Little people ask a lot questions. They ask “why?” and “how come?” and “why not?” They ask it to infinity it seems, until mom or dad resorts to those words we promise ourselves we will never say to our children, “Because I said so!”

When I was growing up painfully shy, I was not very adept at social interactions with people other than family. So I read as much as I could to be better at it. I learned from the teen magazine I subscribed to that asking questions is a good way to make conversation.

The magazine told me to ask questions to find out about the other person, that people love to talk about themselves, especially boys, which was of prime interest to me at that age.

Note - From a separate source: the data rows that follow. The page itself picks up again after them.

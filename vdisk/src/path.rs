//! 路径与名字

use crate::{Error, Result};

pub const SEPARATOR: char = '/';

/// 名字不能为空，不能是`.`或`..`，也不能含有分隔符或`\0`
pub fn validate_name(name: &str) -> Result<()> {
    let valid = !name.is_empty()
        && name != "."
        && name != ".."
        && !name.contains(SEPARATOR)
        && !name.contains('\0');
    if valid {
        Ok(())
    } else {
        Err(Error::InvalidName(name.to_owned()))
    }
}

#[inline]
pub fn is_absolute(path: &str) -> bool {
    path.starts_with(SEPARATOR)
}

/// 路径中的各段名字，忽略空段与`.`
pub(crate) fn components(path: &str) -> impl Iterator<Item = &str> {
    path.split(SEPARATOR)
        .filter(|name| !name.is_empty() && *name != ".")
}

/// 拆成父目录路径与最后一段名字，`"/a/b/"`拆成`("/a", "b")`
pub(crate) fn split_parent(path: &str) -> Option<(&str, &str)> {
    let path = path.trim_end_matches(SEPARATOR);
    let (parent, name) = path.rsplit_once(SEPARATOR).unwrap_or(("", path));
    (!name.is_empty()).then_some((parent, name))
}

#[cfg(test)]
mod tests {
    use super::*;

    #[test]
    fn names() {
        validate_name("a.txt").unwrap();
        validate_name("中文").unwrap();
        for bad in ["", ".", "..", "a/b", "nul\0"] {
            assert!(matches!(validate_name(bad), Err(Error::InvalidName(_))));
        }
    }

    #[test]
    fn split() {
        assert_eq!(
            vec!["a", "b", "c"],
            components("/a//b/./c/").collect::<Vec<_>>()
        );
        assert_eq!(0, components("/").count());

        assert_eq!(Some(("/a", "b")), split_parent("/a/b/"));
        assert_eq!(Some(("", "a")), split_parent("/a"));
        assert_eq!(Some(("", "a")), split_parent("a"));
        assert_eq!(None, split_parent("/"));
        assert!(is_absolute("/a"));
        assert!(!is_absolute("a"));
    }
}
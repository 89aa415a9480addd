//! 块的打包与解包。
//!
//! 空闲块：
//! 大小 | 前一个空闲块 | 后一个空闲块 | ... | 大小
//!
//! 数据块：
//! 大小|已分配 | 下一个数据块 | 已用字节数 | 载荷 ... | 大小|已分配
//!
//! 分配标志只在本模块内出现，其余部分只见到 [`Block`] 的两种变体。

use core::ops::Range;

use crate::device::Device;
use crate::layout::{ptr, raw, MIN_BLOCK_SIZE, TAG_SIZE};
use crate::{Error, Result};

const ALLOCATED: u64 = 1 << 63;

/// 边界标记
#[derive(Debug, Clone, Copy, PartialEq, Eq)]
struct Tag {
    size: u64,
    allocated: bool,
}

impl Tag {
    fn from_raw(raw: u64) -> Self {
        Self {
            size: raw & !ALLOCATED,
            allocated: raw & ALLOCATED != 0,
        }
    }

    fn into_raw(self) -> u64 {
        if self.allocated {
            self.size | ALLOCATED
        } else {
            self.size
        }
    }

    /// 首尾两端都写上标记
    fn store(self, dev: &mut dyn Device, pos: u64) -> Result<()> {
        dev.write_u64(pos, self.into_raw())?;
        dev.write_u64(pos + self.size - TAG_SIZE, self.into_raw())?;
        Ok(())
    }
}

#[derive(Debug, Clone, PartialEq, Eq)]
pub enum Block {
    Free(FreeBlock),
    Data(DataBlock),
}

impl Block {
    /// 读取`pos`处的块，并校验首尾标记是否一致
    pub fn load(dev: &mut dyn Device, pos: u64) -> Result<Self> {
        let head = dev.read_u64(pos)?;
        let tag = Tag::from_raw(head);
        if tag.size < MIN_BLOCK_SIZE || tag.size % MIN_BLOCK_SIZE != 0 {
            return Err(Error::corrupt(format!(
                "block at {pos} has a bad size {}",
                tag.size
            )));
        }

        let tail = dev.read_u64(pos + tag.size - TAG_SIZE)?;
        if head != tail {
            return Err(Error::corrupt(format!(
                "boundary tags of block at {pos} disagree: {head:#x} != {tail:#x}"
            )));
        }

        let block = if tag.allocated {
            Self::Data(DataBlock {
                pos,
                size: tag.size,
                next: ptr(dev.read_u64(pos + DataBlock::NEXT)?),
                used: dev.read_u64(pos + DataBlock::USED)?,
            })
        } else {
            Self::Free(FreeBlock {
                pos,
                size: tag.size,
                prev: ptr(dev.read_u64(pos + FreeBlock::PREV)?),
                next: ptr(dev.read_u64(pos + FreeBlock::NEXT)?),
            })
        };
        Ok(block)
    }

    /// 借助前一个块的尾标记找到它；`pos`为区域起点时没有前驱
    pub fn load_prev(dev: &mut dyn Device, pos: u64, region: &Range<u64>) -> Result<Option<Self>> {
        if pos <= region.start {
            return Ok(None);
        }

        let size = Tag::from_raw(dev.read_u64(pos - TAG_SIZE)?).size;
        if size < MIN_BLOCK_SIZE || pos - region.start < size {
            return Err(Error::corrupt(format!(
                "trailing tag before {pos} points outside of the disk"
            )));
        }
        Self::load(dev, pos - size).map(Some)
    }

    /// `end`为当前块的末尾，即后一个块的起点；区域末尾之后没有后继
    pub fn load_next(dev: &mut dyn Device, end: u64, region: &Range<u64>) -> Result<Option<Self>> {
        if end >= region.end {
            return Ok(None);
        }
        Self::load(dev, end).map(Some)
    }

    pub fn pos(&self) -> u64 {
        match self {
            Self::Free(block) => block.pos,
            Self::Data(block) => block.pos,
        }
    }

    pub fn size(&self) -> u64 {
        match self {
            Self::Free(block) => block.size,
            Self::Data(block) => block.size,
        }
    }

    #[inline]
    pub fn end(&self) -> u64 {
        self.pos() + self.size()
    }

    #[inline]
    pub fn is_free(&self) -> bool {
        matches!(self, Self::Free(_))
    }
}

/// 空闲块，按大小挂在某一级的双向链表上
#[derive(Debug, Clone, Copy, PartialEq, Eq)]
pub struct FreeBlock {
    pub pos: u64,
    pub size: u64,
    pub prev: Option<u64>,
    pub next: Option<u64>,
}

impl FreeBlock {
    const PREV: u64 = TAG_SIZE;
    const NEXT: u64 = TAG_SIZE * 2;

    pub fn store(&self, dev: &mut dyn Device) -> Result<()> {
        Tag {
            size: self.size,
            allocated: false,
        }
        .store(dev, self.pos)?;
        dev.write_u64(self.pos + Self::PREV, raw(self.prev))?;
        dev.write_u64(self.pos + Self::NEXT, raw(self.next))?;
        Ok(())
    }

    /// 只改写`at`处空闲块的前驱指针
    pub fn link_prev(dev: &mut dyn Device, at: u64, prev: Option<u64>) -> Result<()> {
        dev.write_u64(at + Self::PREV, raw(prev))?;
        Ok(())
    }

    /// 只改写`at`处空闲块的后继指针
    pub fn link_next(dev: &mut dyn Device, at: u64, next: Option<u64>) -> Result<()> {
        dev.write_u64(at + Self::NEXT, raw(next))?;
        Ok(())
    }

    #[inline]
    pub fn end(&self) -> u64 {
        self.pos + self.size
    }
}

/// 已分配的数据块
///
/// 头部字段只能通过带设备参数的方法修改，保证内存与磁盘同步。
#[derive(Debug, Clone, PartialEq, Eq)]
pub struct DataBlock {
    pos: u64,
    size: u64,
    next: Option<u64>,
    /// 载荷中已用的字节数，不超过容量
    used: u64,
}

impl DataBlock {
    const NEXT: u64 = TAG_SIZE;
    const USED: u64 = TAG_SIZE * 2;

    /// 载荷之前的头部
    pub const HEADER: u64 = TAG_SIZE * 3;

    /// 头部加尾标记
    pub const OVERHEAD: u64 = Self::HEADER + TAG_SIZE;

    /// 新块只存在于内存中，需要 [`DataBlock::store`] 落盘
    pub fn new(pos: u64, size: u64, used: u64) -> Self {
        debug_assert!(used <= size - Self::OVERHEAD);
        Self {
            pos,
            size,
            next: None,
            used,
        }
    }

    pub fn load(dev: &mut dyn Device, pos: u64) -> Result<Self> {
        match Block::load(dev, pos)? {
            Block::Data(block) => Ok(block),
            Block::Free(_) => Err(Error::UseAfterFree(format!("block at {pos} is free"))),
        }
    }

    pub fn store(&self, dev: &mut dyn Device) -> Result<()> {
        Tag {
            size: self.size,
            allocated: true,
        }
        .store(dev, self.pos)?;
        dev.write_u64(self.pos + Self::NEXT, raw(self.next))?;
        dev.write_u64(self.pos + Self::USED, self.used)?;
        Ok(())
    }

    #[inline]
    pub fn pos(&self) -> u64 {
        self.pos
    }

    #[inline]
    pub fn size(&self) -> u64 {
        self.size
    }

    #[inline]
    pub fn end(&self) -> u64 {
        self.pos + self.size
    }

    #[inline]
    pub fn next(&self) -> Option<u64> {
        self.next
    }

    #[inline]
    pub fn used(&self) -> u64 {
        self.used
    }

    /// 载荷容量
    #[inline]
    pub fn capacity(&self) -> u64 {
        self.size - Self::OVERHEAD
    }

    /// 还能就地增长的字节数
    #[inline]
    pub fn spare(&self) -> u64 {
        self.capacity() - self.used
    }

    pub fn set_next(&mut self, dev: &mut dyn Device, next: Option<u64>) -> Result<()> {
        dev.write_u64(self.pos + Self::NEXT, raw(next))?;
        self.next = next;
        Ok(())
    }

    pub fn set_used(&mut self, dev: &mut dyn Device, used: u64) -> Result<()> {
        if used > self.capacity() {
            return Err(Error::range(0, used, self.capacity()));
        }
        dev.write_u64(self.pos + Self::USED, used)?;
        self.used = used;
        Ok(())
    }

    pub fn read(&self, dev: &mut dyn Device, offset: u64, buf: &mut [u8]) -> Result<()> {
        let at = self.payload(offset, buf.len() as u64)?;
        dev.read_at(at, buf)?;
        Ok(())
    }

    pub fn write(&self, dev: &mut dyn Device, offset: u64, buf: &[u8]) -> Result<()> {
        let at = self.payload(offset, buf.len() as u64)?;
        dev.write_at(at, buf)?;
        Ok(())
    }

    pub fn read_u8(&self, dev: &mut dyn Device, offset: u64) -> Result<u8> {
        let mut byte = [0];
        self.read(dev, offset, &mut byte)?;
        Ok(byte[0])
    }

    pub fn write_u8(&self, dev: &mut dyn Device, offset: u64, value: u8) -> Result<()> {
        self.write(dev, offset, &[value])
    }

    pub fn read_u64(&self, dev: &mut dyn Device, offset: u64) -> Result<u64> {
        let mut bytes = [0; 8];
        self.read(dev, offset, &mut bytes)?;
        Ok(u64::from_le_bytes(bytes))
    }

    pub fn write_u64(&self, dev: &mut dyn Device, offset: u64, value: u64) -> Result<()> {
        self.write(dev, offset, &value.to_le_bytes())
    }

    /// 载荷内`offset..offset+len`对应的磁盘位置，越过已用部分则报错
    fn payload(&self, offset: u64, len: u64) -> Result<u64> {
        match offset.checked_add(len) {
            Some(end) if end <= self.used => Ok(self.pos + Self::HEADER + offset),
            _ => Err(Error::range(offset, len, self.used)),
        }
    }
}

#[cfg(test)]
mod tests {
    use super::*;
    use crate::MemDevice;

    fn device() -> MemDevice {
        let mut dev = MemDevice::new();
        dev.set_size(4096).unwrap();
        dev
    }

    #[test]
    fn tags_on_both_ends() {
        let mut dev = device();
        let block = DataBlock::new(256, 128, 10);
        block.store(&mut dev).unwrap();

        let head = dev.read_u64(256).unwrap();
        let tail = dev.read_u64(256 + 128 - TAG_SIZE).unwrap();
        assert_eq!(head, tail);
        assert_eq!(128 | ALLOCATED, head);

        let free = FreeBlock {
            pos: 384,
            size: 64,
            prev: None,
            next: Some(1024),
        };
        free.store(&mut dev).unwrap();
        assert_eq!(64, dev.read_u64(384).unwrap());
        assert_eq!(64, dev.read_u64(384 + 64 - TAG_SIZE).unwrap());
        assert_eq!(Block::Free(free), Block::load(&mut dev, 384).unwrap());
    }

    #[test]
    fn neighbours() {
        let mut dev = device();
        let region = 256..512;
        let first = DataBlock::new(256, 64, 0);
        let second = FreeBlock {
            pos: 320,
            size: 128,
            prev: None,
            next: None,
        };
        let third = DataBlock::new(448, 64, 32);
        first.store(&mut dev).unwrap();
        second.store(&mut dev).unwrap();
        third.store(&mut dev).unwrap();

        assert_eq!(None, Block::load_prev(&mut dev, 256, &region).unwrap());
        assert_eq!(
            Some(Block::Data(first.clone())),
            Block::load_prev(&mut dev, 320, &region).unwrap()
        );
        assert_eq!(
            Some(Block::Free(second)),
            Block::load_prev(&mut dev, 448, &region).unwrap()
        );
        assert_eq!(
            Some(Block::Data(third.clone())),
            Block::load_next(&mut dev, second.end(), &region).unwrap()
        );
        assert_eq!(None, Block::load_next(&mut dev, third.end(), &region).unwrap());
    }

    #[test]
    fn mismatched_tags() {
        let mut dev = device();
        DataBlock::new(256, 128, 0).store(&mut dev).unwrap();
        dev.write_u64(256 + 128 - TAG_SIZE, 64).unwrap();
        assert!(matches!(
            Block::load(&mut dev, 256),
            Err(Error::Corrupt(_))
        ));
    }

    #[test]
    fn payload_bounds() {
        let mut dev = device();
        let mut block = DataBlock::new(256, 128, 4);
        block.store(&mut dev).unwrap();

        block.write(&mut dev, 0, &[1, 2, 3, 4]).unwrap();
        assert!(matches!(
            block.write(&mut dev, 2, &[0; 3]),
            Err(Error::InvalidRange { start: 2, end: 5, len: 4 })
        ));
        assert!(block.read_u64(&mut dev, 0).is_err());

        block.set_used(&mut dev, 16).unwrap();
        block.write_u64(&mut dev, 8, u64::MAX).unwrap();
        assert_eq!(u64::MAX, block.read_u64(&mut dev, 8).unwrap());
        assert_eq!(3, block.read_u8(&mut dev, 2).unwrap());
        assert!(block.set_used(&mut dev, block.capacity() + 1).is_err());

        assert_eq!(
            Block::Data(block.clone()),
            Block::load(&mut dev, 256).unwrap()
        );
    }
}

I tried it and found it was true. People do like to tell their own stories. Most of the time I didn’t have to say much, just ask the questions.

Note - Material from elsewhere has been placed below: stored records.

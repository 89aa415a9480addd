//! # 虚拟磁盘层
//!
//! 宿主文件、分配器与整棵目录树的所有者，对外的入口。
//! 所有状态都在同一把锁之后，句柄与 [`VirtualDisk`] 共享这把锁。

use std::fs::{self, OpenOptions};
use std::io;
use std::path::Path;
use std::sync::Arc;

use spin::Mutex;

use crate::allocator::Usage;
use crate::device::{Device, HostFile};
use crate::entry::{Directory, Entry, File, Shared, Tree, ROOT_POS};
use crate::layout::{FIRST_BLOCK, MIN_BLOCK_SIZE};
use crate::{path, Error, Result};

/// 未指定大小时新建的磁盘容量
pub const DEFAULT_DISK_SIZE: u64 = 1024 * 1024;

/// 超级块之后至少要能放下几十个最小的块
pub const MIN_DISK_SIZE: u64 = FIRST_BLOCK + 64 * MIN_BLOCK_SIZE;

#[derive(Debug, Clone)]
pub struct VirtualDisk {
    inner: Shared,
}

impl VirtualDisk {
    /// 在`path`新建默认大小的虚拟磁盘，文件已存在时失败
    pub fn create(path: impl AsRef<Path>) -> Result<Self> {
        Self::create_with_size(path, DEFAULT_DISK_SIZE)
    }

    pub fn create_with_size(path: impl AsRef<Path>, size: u64) -> Result<Self> {
        let path = path.as_ref();
        if size < MIN_DISK_SIZE {
            return Err(Error::TooSmall(size));
        }

        let fd = OpenOptions::new()
            .read(true)
            .write(true)
            .create_new(true)
            .open(path)
            .map_err(|e| match e.kind() {
                io::ErrorKind::AlreadyExists => Error::AlreadyExists(path.display().to_string()),
                _ => Error::Io(e),
            })?;
        let disk = Self::format_at(path, HostFile::new(fd), size)?;
        log::info!("created {} ({size} bytes)", path.display());

        Ok(disk)
    }

    /// 格式化刚建立的宿主文件，失败时删掉写了一半的文件
    fn format_at(path: &Path, dev: impl Device + 'static, size: u64) -> Result<Self> {
        Self::format(dev, size).inspect_err(|e| {
            log::warn!("formatting {} failed: {e}", path.display());
            if let Err(e) = fs::remove_file(path) {
                log::warn!("cannot remove {}: {e}", path.display());
            }
        })
    }

    /// 打开已有的虚拟磁盘，校验魔数
    pub fn load(path: impl AsRef<Path>) -> Result<Self> {
        let path = path.as_ref();
        let fd = OpenOptions::new()
            .read(true)
            .write(true)
            .open(path)
            .map_err(|e| match e.kind() {
                io::ErrorKind::NotFound => Error::NotFound(path.display().to_string()),
                _ => Error::Io(e),
            })?;
        let disk = Self::open(HostFile::new(fd))?;
        log::info!("loaded {}", path.display());

        Ok(disk)
    }

    /// 在任意设备上建立新的虚拟磁盘
    pub fn format(dev: impl Device + 'static, size: u64) -> Result<Self> {
        let tree = Tree::format(Box::new(dev), size)?;
        Ok(Self::from_tree(tree))
    }

    pub fn open(dev: impl Device + 'static) -> Result<Self> {
        let tree = Tree::open(Box::new(dev))?;
        Ok(Self::from_tree(tree))
    }

    fn from_tree(tree: Tree) -> Self {
        Self {
            inner: Arc::new(Mutex::new(Some(tree))),
        }
    }

    fn with<R>(&self, f: impl FnOnce(&mut Tree) -> Result<R>) -> Result<R> {
        let mut inner = self.inner.lock();
        let tree = inner.as_mut().ok_or(Error::Closed)?;
        f(tree)
    }

    pub fn root(&self) -> Result<Directory> {
        let id = self.with(|tree| tree.id_of(ROOT_POS))?;
        Ok(Directory::new(self.inner.clone(), id))
    }

    /// 从根目录开始按路径查找，开头的分隔符可以省略
    pub fn lookup(&self, path: &str) -> Result<Entry> {
        self.root()?.resolve(path)
    }

    pub fn create_file(&self, parent: &Directory, name: &str, size: u64) -> Result<File> {
        self.owns(parent)?;
        parent.create_file(name, size)
    }

    pub fn create_directory(&self, parent: &Directory, name: &str) -> Result<Directory> {
        self.owns(parent)?;
        parent.create_directory(name)
    }

    /// 父目录必须已经存在
    pub fn create_file_at(&self, path: &str, size: u64) -> Result<File> {
        let (parent, name) = self.parent_of(path)?;
        parent.create_file(name, size)
    }

    pub fn create_directory_at(&self, path: &str) -> Result<Directory> {
        let (parent, name) = self.parent_of(path)?;
        parent.create_directory(name)
    }

    /// 所有空闲块的总字节数
    pub fn free_space(&self) -> Result<u64> {
        self.with(Tree::free_space)
    }

    /// 超级块与全部数据块
    pub fn occupied_space(&self) -> Result<u64> {
        self.with(|tree| Ok(tree.size() - tree.free_space()?))
    }

    /// 宿主文件的总字节数
    pub fn size(&self) -> Result<u64> {
        self.with(|tree| Ok(tree.size()))
    }

    /// 逐块校验整个磁盘
    pub fn check(&self) -> Result<Usage> {
        self.with(Tree::check)
    }

    pub fn sync(&self) -> Result<()> {
        self.with(Tree::sync)
    }

    /// 落盘并释放宿主文件；重复关闭没有效果
    pub fn close(&self) -> Result<()> {
        let tree = self.inner.lock().take();
        match tree {
            Some(mut tree) => {
                tree.sync()?;
                log::info!("closed disk of {} bytes", tree.size());
                Ok(())
            }
            None => Ok(()),
        }
    }

    pub fn is_closed(&self) -> bool {
        self.inner.lock().is_none()
    }
}

impl VirtualDisk {
    fn owns(&self, dir: &Directory) -> Result<()> {
        let root = self.root()?;
        root.handle().same_disk(dir.handle())
    }

    fn parent_of<'a>(&self, path: &'a str) -> Result<(Directory, &'a str)> {
        let (parent, name) =
            path::split_parent(path).ok_or_else(|| Error::InvalidName(path.to_owned()))?;
        let dir = self
            .lookup(parent)?
            .into_directory()
            .ok_or_else(|| Error::NotADirectory(parent.to_owned()))?;
        Ok((dir, name))
    }
}

#[cfg(test)]
mod tests {
    use super::*;
    use crate::{EntryKind, MemDevice};

    /// 写到一定字节数之后一律失败
    #[derive(Debug)]
    struct Failing {
        inner: MemDevice,
        budget: usize,
    }

    impl Device for Failing {
        fn read_at(&mut self, pos: u64, buf: &mut [u8]) -> io::Result<()> {
            self.inner.read_at(pos, buf)
        }

        fn write_at(&mut self, pos: u64, buf: &[u8]) -> io::Result<()> {
            if buf.len() > self.budget {
                return Err(io::Error::other("device full"));
            }
            self.budget -= buf.len();
            self.inner.write_at(pos, buf)
        }

        fn size(&mut self) -> io::Result<u64> {
            self.inner.size()
        }

        fn set_size(&mut self, size: u64) -> io::Result<()> {
            self.inner.set_size(size)
        }
    }

    fn disk() -> VirtualDisk {
        VirtualDisk::format(MemDevice::new(), 64 * 1024).unwrap()
    }

    #[test]
    fn too_small() {
        assert!(matches!(
            VirtualDisk::format(MemDevice::new(), MIN_DISK_SIZE - 1),
            Err(Error::TooSmall(_))
        ));
        VirtualDisk::format(MemDevice::new(), MIN_DISK_SIZE).unwrap();
    }

    #[test]
    fn failed_format_removes_image() {
        let tmp = tempfile::tempdir().unwrap();
        let path = tmp.path().join("disk.img");
        fs::write(&path, b"").unwrap();

        let dev = Failing {
            inner: MemDevice::new(),
            budget: 400,
        };
        assert!(matches!(
            VirtualDisk::format_at(&path, dev, 64 * 1024),
            Err(Error::Io(_))
        ));
        assert!(!path.exists());

        VirtualDisk::create_with_size(&path, 64 * 1024).unwrap();
    }

    #[test]
    fn space_accounting() {
        let disk = disk();
        let size = disk.size().unwrap();
        let free = disk.free_space().unwrap();
        assert_eq!(size, free + disk.occupied_space().unwrap());

        disk.create_file_at("/f", 1000).unwrap();
        assert!(disk.free_space().unwrap() < free);
        assert_eq!(size, disk.free_space().unwrap() + disk.occupied_space().unwrap());
    }

    #[test]
    fn paths() {
        let disk = disk();
        let a = disk.create_directory_at("/a").unwrap();
        let b = disk.create_directory(&a, "b").unwrap();
        let f = disk.create_file_at("/a/b/f", 3).unwrap();

        assert_eq!(Entry::Directory(a.clone()), disk.lookup("/a").unwrap());
        assert_eq!(Entry::File(f.clone()), disk.lookup("a/b/f").unwrap());
        assert_eq!(Entry::File(f), b.resolve("f").unwrap());
        assert_eq!(
            Entry::Directory(disk.root().unwrap()),
            disk.lookup("/").unwrap()
        );
        assert_eq!(EntryKind::Directory, disk.lookup("/a/b").unwrap().kind());

        assert!(matches!(disk.lookup("/a/x"), Err(Error::NotFound(_))));
        assert!(matches!(disk.lookup("/a/b/f/g"), Err(Error::NotADirectory(_))));
        assert!(matches!(
            disk.create_file_at("/a/b/f/g", 0),
            Err(Error::NotADirectory(_))
        ));
        assert!(matches!(disk.create_file_at("/", 0), Err(Error::InvalidName(_))));
    }

    #[test]
    fn foreign_parent() {
        let one = disk();
        let other = disk();
        let dir = other.create_directory_at("/d").unwrap();
        assert!(matches!(
            one.create_file(&dir, "f", 0),
            Err(Error::ForeignEntry)
        ));

        let f: Entry = one.create_file_at("/f", 0).unwrap().into();
        assert!(matches!(dir.add_member(&f), Err(Error::ForeignEntry)));
        assert!(matches!(f.move_to(&dir, "f"), Err(Error::ForeignEntry)));
        assert_eq!(Some(one.root().unwrap()), f.parent().unwrap());
    }

    #[test]
    fn closed() {
        let disk = disk();
        let root = disk.root().unwrap();
        disk.close().unwrap();
        disk.close().unwrap();

        assert!(disk.is_closed());
        assert!(!root.exists());
        assert!(matches!(root.members(), Err(Error::Closed)));
        assert!(matches!(disk.free_space(), Err(Error::Closed)));
    }
}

Through the years, I’ve continue to ask questions not so much because I’m still painfully shy but because I truly want to get to know people. I learn things like where he is from, how many children she has, what line of work he is in, where they go to church, what his hobbies are, and what brings the light to her eyes and her heart.

As a result of asking so many questions, I’ve become a pretty good listener.

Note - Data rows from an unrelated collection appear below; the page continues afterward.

use crate::entry::{Entry, EntryId, EntryKind, File, Handle, Shared, Stat};
use crate::Result;

/// 目录句柄
#[derive(Debug, Clone, PartialEq)]
pub struct Directory {
    handle: Handle,
}

impl Directory {
    pub(crate) fn new(disk: Shared, id: EntryId) -> Self {
        debug_assert_eq!(id.kind, EntryKind::Directory);
        Self {
            handle: Handle::new(disk, id),
        }
    }

    pub(crate) fn handle(&self) -> &Handle {
        &self.handle
    }

    /// 根目录的名字为空
    pub fn name(&self) -> Result<String> {
        self.handle.name()
    }

    pub fn timestamp(&self) -> Result<u64> {
        self.handle.timestamp()
    }

    pub fn set_timestamp(&self, timestamp: u64) -> Result<()> {
        self.handle.set_timestamp(timestamp)
    }

    pub fn rename(&self, name: &str) -> Result<()> {
        self.handle.rename(name)
    }

    pub fn exists(&self) -> bool {
        self.handle.exists()
    }

    pub fn parent(&self) -> Result<Option<Directory>> {
        self.handle.parent()
    }

    /// 先删除全部成员，再删除自身
    pub fn delete(&self) -> Result<()> {
        self.handle.delete()
    }

    pub fn move_to(&self, dir: &Directory, name: &str) -> Result<()> {
        self.handle.move_to(dir, name)
    }

    pub fn stat(&self) -> Result<Stat> {
        self.handle.stat()
    }

    pub fn member(&self, name: &str) -> Result<Option<Entry>> {
        let id = self.handle.with(|tree, pos| {
            tree.find_member(pos, name)?
                .map(|member| tree.id_of(member))
                .transpose()
        })?;
        Ok(id.map(|id| self.handle.entry(id)))
    }

    /// 最近加入的成员在前
    pub fn members(&self) -> Result<Vec<Entry>> {
        let ids = self.handle.with(|tree, pos| {
            tree.members(pos)?
                .into_iter()
                .map(|member| tree.id_of(member))
                .collect::<Result<Vec<_>>>()
        })?;
        Ok(ids.into_iter().map(|id| self.handle.entry(id)).collect())
    }

    /// 新建`size`字节的文件，内容全为零
    pub fn create_file(&self, name: &str, size: u64) -> Result<File> {
        let id = self
            .handle
            .with(|tree, pos| tree.create(pos, name, EntryKind::File, size))?;
        Ok(File::new(self.handle.disk.clone(), id))
    }

    pub fn create_directory(&self, name: &str) -> Result<Directory> {
        let id = self
            .handle
            .with(|tree, pos| tree.create(pos, name, EntryKind::Directory, 0))?;
        Ok(Directory::new(self.handle.disk.clone(), id))
    }

    /// 把`entry`从它原来的目录移到这里，名字不变
    pub fn add_member(&self, entry: &Entry) -> Result<()> {
        let member = entry.handle();
        self.handle.same_disk(member)?;
        self.handle.with(|tree, pos| {
            tree.validate(member.id)?;
            tree.add_member(pos, member.id.pos)
        })
    }

    /// 把`entry`从成员链表中摘下，它不再属于任何目录
    pub fn remove_member(&self, entry: &Entry) -> Result<()> {
        let member = entry.handle();
        self.handle.same_disk(member)?;
        self.handle.with(|tree, pos| {
            tree.validate(member.id)?;
            tree.remove_member(pos, member.id.pos)
        })
    }

    /// 相对于本目录的路径，空路径即本目录
    pub fn resolve(&self, path: &str) -> Result<Entry> {
        let id = self.handle.with(|tree, pos| tree.resolve(pos, path))?;
        Ok(self.handle.entry(id))
    }
}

I’ve been asking a lot of questions lately. Sweet William and I have been walking a long stretch of road that has brought many questions to my mind.

A lot of “whys” have sliped into my prayers. A lot of “how longs” and “how is this going to turn out for good and for Your glory, Lord?”  I just want to understand the purpose of it all.  If I just knew the reasons, then maybe I could endure it with more patience and grace.

So I’m listening.

But I’m not getting many answers, as least not the ones I long to hear.

My questions are mostly met with silence.

When I was a child I remember someone saying “You should never question God!” It was a rather fearful-sounding admonition.

Yet when I read the Bible, I find there were quite a few people asking questions of God.

The Psalms are full of questions like “How long O Lord?” (6:3) and “Will you forget me for ever?” (13:1) and “Why, O Lord, do you reject me and hide Your face from me?” (88:14)

Moses asked God, “Why have you brought this trouble on your servant? What have I done to displease You . . .?” (Numbers 11:11)

Job asked a lot of questions.  He didn’t get the answers he wanted either.

I am glad that God is patient with me and my questions.  I don’t need to be afraid to cry out my pain and frustration in the safe haven of His tender mercies.

I’ve come to understand that while I can ask all l I want, it doesn’t mean I will get an answer when or how I would like it.

The bottom line is, God is God and He answers to no one.

God is in no way obligated to explain Himself to me or anyone else. His plan is from eternity to eternity, a time line I will never fathom. His thought process is not something my pea-brain can grasp. His ways are beyond figuring out.

All my questions spiral down to one.   That question is “Who?”

Who is like the Lord God?

Who can set the universe in order?  Who causes the wind to blow, the seas to roar, the moon to shine?  Who makes a baby smile, a caterpillar turn into a butterfly, a rose to smell so sweet?  Who loved me so much that He was willing to die rather than let me go?

Who can take the darkest night and shine His glory in the middle of it?

Though I may not be able to make sense of the present, some things become quite clear.  God’s love for me is demonstrated in ways I count daily.  Though His voice may be silent, I see His hand of grace in so many things.

Can I trust a God who does not answer my questions but instead asks me to be still and to know Him in joys yet to be discovered? Can I trust His promise that  all things will work together for my good whether is seems like it now or not? Can I believe that this present pain will produce future glory?

My answer to that question is “Yes!” No other answer will do.

 

Dear reader, thank you for returning after such a long time of me being away from Strengthen by Grace. Two months of intense care-giving to Sweet William has left me with little time and fewer words. By God’s grace, we will meet more frequently in days to come.